Online IT Guru offers a comprehensive Data Science Course that integrates machine learning online training designed for beginners and experienced professionals. Our program provides in-depth exposure to core concepts of data science, data analytics, machine learning algorithms, statistics, Python programming, and tools widely used in the industry.
With 60+ hours of live training, practical projects, and continuous mentor support, this data science course with machine learning online prepares you for a rewarding career in data-driven domains.
Why Choose Our Data Science Course?
Our Data Science Course combines theory with hands-on practice. Below are some key reasons to choose Online IT Guru:
- Live interactive training with industry experts
- Projects using real-world datasets
- Lifetime access to LMS and recorded sessions
- Job assistance with 200+ global hiring partners
- Certification aligned with industry standards
- 24x7 learner support for queries and technical issues
Who Should Take This Data Science Course?

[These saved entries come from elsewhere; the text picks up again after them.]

//! Declarative scopes and the registry of side tables created within them.
//!
//! Invariants:
//! - A side table is linked into a context's object list iff its owning
//!   context is that context and neither it nor the context was torn down.
//! - Linking prepends and unlinking goes through the table's own link; neither
//!   scans the list.
//! - Every enumeration cursor points at a linked table or is `None`; removing
//!   a table moves any cursor parked on it to its successor.
//! - `Context` is the unique owner of a scope. Dropping it (or calling
//!   [`Context::destroy`]) retires every table still linked. Side tables and
//!   extension slots hold `ContextRef`s, which only keep the bookkeeping
//!   allocation alive, never the scope.

use crate::list::{LinkedList, LinkedListLink, UnsafeRef, intrusive_adapter};
use crate::side_table::{Enumeration, SideTable};
use core::cell::{Cell, RefCell};
use core::fmt;
use core::ptr::NonNull;
use core::sync::atomic::{AtomicU64, Ordering};
use std::rc::Rc;

static NEXT_CONTEXT_ID: AtomicU64 = AtomicU64::new(1);

/// Identity of a context, stable for the life of the process.
#[derive(Copy, Clone, Debug, Eq, PartialEq, Hash, PartialOrd, Ord)]
pub struct ContextId(u64);

impl ContextId {
    fn next() -> Self {
        Self(NEXT_CONTEXT_ID.fetch_add(1, Ordering::Relaxed))
    }

    pub const fn get(self) -> u64 {
        self.0
    }
}

impl fmt::Display for ContextId {
    fn fmt(&self, f: &mut fmt::Formatter<'_>) -> fmt::Result {
        write!(f, "ctx#{}", self.0)
    }
}

intrusive_adapter!(ContextObjectAdapter = UnsafeRef<SideTable>: SideTable { context_link: LinkedListLink });

struct ContextObjectList {
    tables: LinkedList<ContextObjectAdapter>,
    len: usize,
    /// Next table for each running `for_each`, innermost last.
    cursors: Vec<Option<NonNull<SideTable>>>,
}

impl ContextObjectList {
    fn new() -> Self {
        Self {
            tables: LinkedList::new(ContextObjectAdapter::new()),
            len: 0,
            cursors: Vec::new(),
        }
    }

    /// # Safety
    /// `table` must be unlinked and stay allocated until it is unlinked again.
    unsafe fn link(&mut self, table: &SideTable) {
        debug_assert!(!table.context_link.is_linked());
        // SAFETY: caller guarantees `table` outlives its membership.
        self.tables.push_front(unsafe { UnsafeRef::from_raw(table) });
        self.len += 1;
    }

    /// # Safety
    /// `table` must be linked into this list.
    unsafe fn unlink(&mut self, table: &SideTable) {
        // SAFETY: caller guarantees `table` is linked here.
        let mut cursor = unsafe { self.tables.cursor_mut_from_ptr(table) };
        let removed = cursor.remove();
        debug_assert!(removed.is_some());
        let next = cursor.get().map(NonNull::from);
        self.len -= 1;
        self.skip_cursors(NonNull::from(table), next);
    }

    fn pop(&mut self) -> Option<NonNull<SideTable>> {
        let table = NonNull::from(&*self.tables.pop_front()?);
        self.len -= 1;
        let next = self.front();
        self.skip_cursors(table, next);
        Some(table)
    }

    fn skip_cursors(&mut self, removed: NonNull<SideTable>, next: Option<NonNull<SideTable>>) {
        for cursor in &mut self.cursors {
            if *cursor == Some(removed) {
                *cursor = next;
            }
        }
    }

    fn front(&self) -> Option<NonNull<SideTable>> {
        self.tables.front().get().map(NonNull::from)
    }

    /// # Safety
    /// `table` must be linked into this list.
    unsafe fn next_after(&self, table: NonNull<SideTable>) -> Option<NonNull<SideTable>> {
        // SAFETY: caller guarantees `table` is linked here.
        let cursor = unsafe { self.tables.cursor_from_ptr(table.as_ptr()) };
        cursor.peek_next().get().map(NonNull::from)
    }
}

pub(crate) struct ContextInner {
    id: ContextId,
    name: String,
    destroyed: Cell<bool>,
    objects: RefCell<ContextObjectList>,
}

/// Non-owning reference to a context's bookkeeping.
#[derive(Clone)]
pub(crate) struct ContextRef(Rc<ContextInner>);

impl ContextRef {
    pub(crate) fn id(&self) -> ContextId {
        self.0.id
    }

    pub(crate) fn is_destroyed(&self) -> bool {
        self.0.destroyed.get()
    }

    /// # Safety
    /// `table` must be unlinked and must unlink itself before it is freed.
    pub(crate) unsafe fn link(&self, table: &SideTable) {
        debug_assert!(!self.is_destroyed());
        // SAFETY: forwarded from the caller.
        unsafe { self.0.objects.borrow_mut().link(table) };
    }

    /// # Safety
    /// `table` must be linked into this context.
    pub(crate) unsafe fn unlink(&self, table: &SideTable) {
        // SAFETY: forwarded from the caller.
        unsafe { self.0.objects.borrow_mut().unlink(table) };
    }
}

impl fmt::Debug for ContextRef {
    fn fmt(&self, f: &mut fmt::Formatter<'_>) -> fmt::Result {
        f.debug_tuple("ContextRef").field(&self.0.id).finish()
    }
}

/// A declarative scope owning the registry of every side table created in it.
pub struct Context {
    inner: Rc<ContextInner>,
}

impl Context {
    pub fn new(name: impl Into<String>) -> Self {
        Self {
            inner: Rc::new(ContextInner {
                id: ContextId::next(),
                name: name.into(),
                destroyed: Cell::new(false),
                objects: RefCell::new(ContextObjectList::new()),
            }),
        }
    }

    pub fn id(&self) -> ContextId {
        self.inner.id
    }

    pub fn name(&self) -> &str {
        &self.inner.name
    }

    pub fn is_destroyed(&self) -> bool {
        self.inner.destroyed.get()
    }

    /// Number of side tables currently linked.
    pub fn len(&self) -> usize {
        self.inner.objects.borrow().len
    }

    pub fn is_empty(&self) -> bool {
        self.len() == 0
    }

    pub fn contains(&self, table: &SideTable) -> bool {
        table.context_link.is_linked() && table.owning_context() == Some(self.id())
    }

    pub(crate) fn handle(&self) -> ContextRef {
        ContextRef(Rc::clone(&self.inner))
    }

    /// Visits every linked side table, newest first.
    ///
    /// `f` may unlink any table of this context, including by destroying
    /// hosts or the context itself. Tables unlinked before their turn are
    /// skipped, and tables freed during the walk stay allocated until it ends.
    pub fn for_each<F>(&self, mut f: F)
    where
        F: FnMut(&SideTable),
    {
        let _enumeration = Enumeration::enter();
        let visit = Visit::start(&self.inner);
        while let Some(table) = visit.advance() {
            // SAFETY: `table` was linked when the cursor passed it, and
            // `Enumeration` defers freeing until the walk is over.
            f(unsafe { table.as_ref() });
        }
    }

    /// Tears down the scope: every linked side table is unlinked and retired
    /// (guards nulled, bindings detached, companions released). Idempotent.
    pub fn destroy(&self) {
        if self.inner.destroyed.replace(true) {
            return;
        }
        let mut retired = 0usize;
        loop {
            let table = self.inner.objects.borrow_mut().pop();
            let Some(table) = table else {
                break;
            };
            // SAFETY: the table was linked, so it is allocated; popping it
            // does not free it.
            unsafe { table.as_ref() }.retire();
            retired += 1;
        }
        tracing::debug!(context = %self.inner.id, name = %self.inner.name, retired, "context destroyed");
    }
}

/// One `for_each` cursor registered with a context's object list.
struct Visit<'a> {
    inner: &'a ContextInner,
    index: usize,
}

impl<'a> Visit<'a> {
    fn start(inner: &'a ContextInner) -> Self {
        let mut objects = inner.objects.borrow_mut();
        let front = objects.front();
        objects.cursors.push(front);
        Self {
            index: objects.cursors.len() - 1,
            inner,
        }
    }

    /// Returns the table under the cursor and moves the cursor past it.
    fn advance(&self) -> Option<NonNull<SideTable>> {
        let mut objects = self.inner.objects.borrow_mut();
        let table = objects.cursors[self.index]?;
        // SAFETY: cursors only ever hold linked tables.
        let next = unsafe { objects.next_after(table) };
        objects.cursors[self.index] = next;
        Some(table)
    }
}

impl Drop for Visit<'_> {
    fn drop(&mut self) {
        let mut objects = self.inner.objects.borrow_mut();
        debug_assert_eq!(objects.cursors.len(), self.index + 1);
        objects.cursors.truncate(self.index);
    }
}

impl Drop for Context {
    fn drop(&mut self) {
        self.destroy();
    }
}

impl fmt::Debug for Context {
    fn fmt(&self, f: &mut fmt::Formatter<'_>) -> fmt::Result {
        f.debug_struct("Context")
            .field("id", &self.inner.id)
            .field("name", &self.inner.name)
            .field("destroyed", &self.inner.destroyed.get())
            .field("objects", &self.len())
            .finish()
    }
}

impl PartialEq for Context {
    fn eq(&self, other: &Self) -> bool {
        self.inner.id == other.inner.id
    }
}

impl Eq for Context {}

This program is ideal for:
- Software developers and engineers
- Data analysts and business analysts
- Professionals looking to transition into data science
- Fresh graduates aiming to build careers in data science and AI
- Project managers who want to understand machine learning applications
No prior experience in data science is mandatory, but a basic understanding of mathematics, statistics, or programming will be beneficial.
What You Will Learn in This Data Science Course
Our Data Science Course with machine learning online covers a structured curriculum, including:
Introduction to Data Science
The course begins by building a solid foundation in data science. You will understand the data science lifecycle, which represents the stages involved in executing a data science project — from identifying a problem and gathering data to cleaning, analyzing, modeling, and deploying the solution.
You will also learn about the role of a data scientist. Data scientists not only analyze data but also communicate insights that drive business decisions. This module helps you see the bigger picture — how data scientists add value in industries like healthcare, finance, e-commerce, and more.
Finally, you will get an overview of essential tools and technologies. This includes an introduction to programming languages like Python, data handling libraries, visualization tools, machine learning frameworks, and cloud platforms that modern data scientists use in their daily work.
Python for Data Science
Python is at the heart of data science because of its simplicity, readability, and rich ecosystem. In this module, you will:
Learn core Python concepts, including variables, data types, control structures (loops, conditionals), functions, and object-oriented programming. These fundamentals will enable you to write clean and efficient code.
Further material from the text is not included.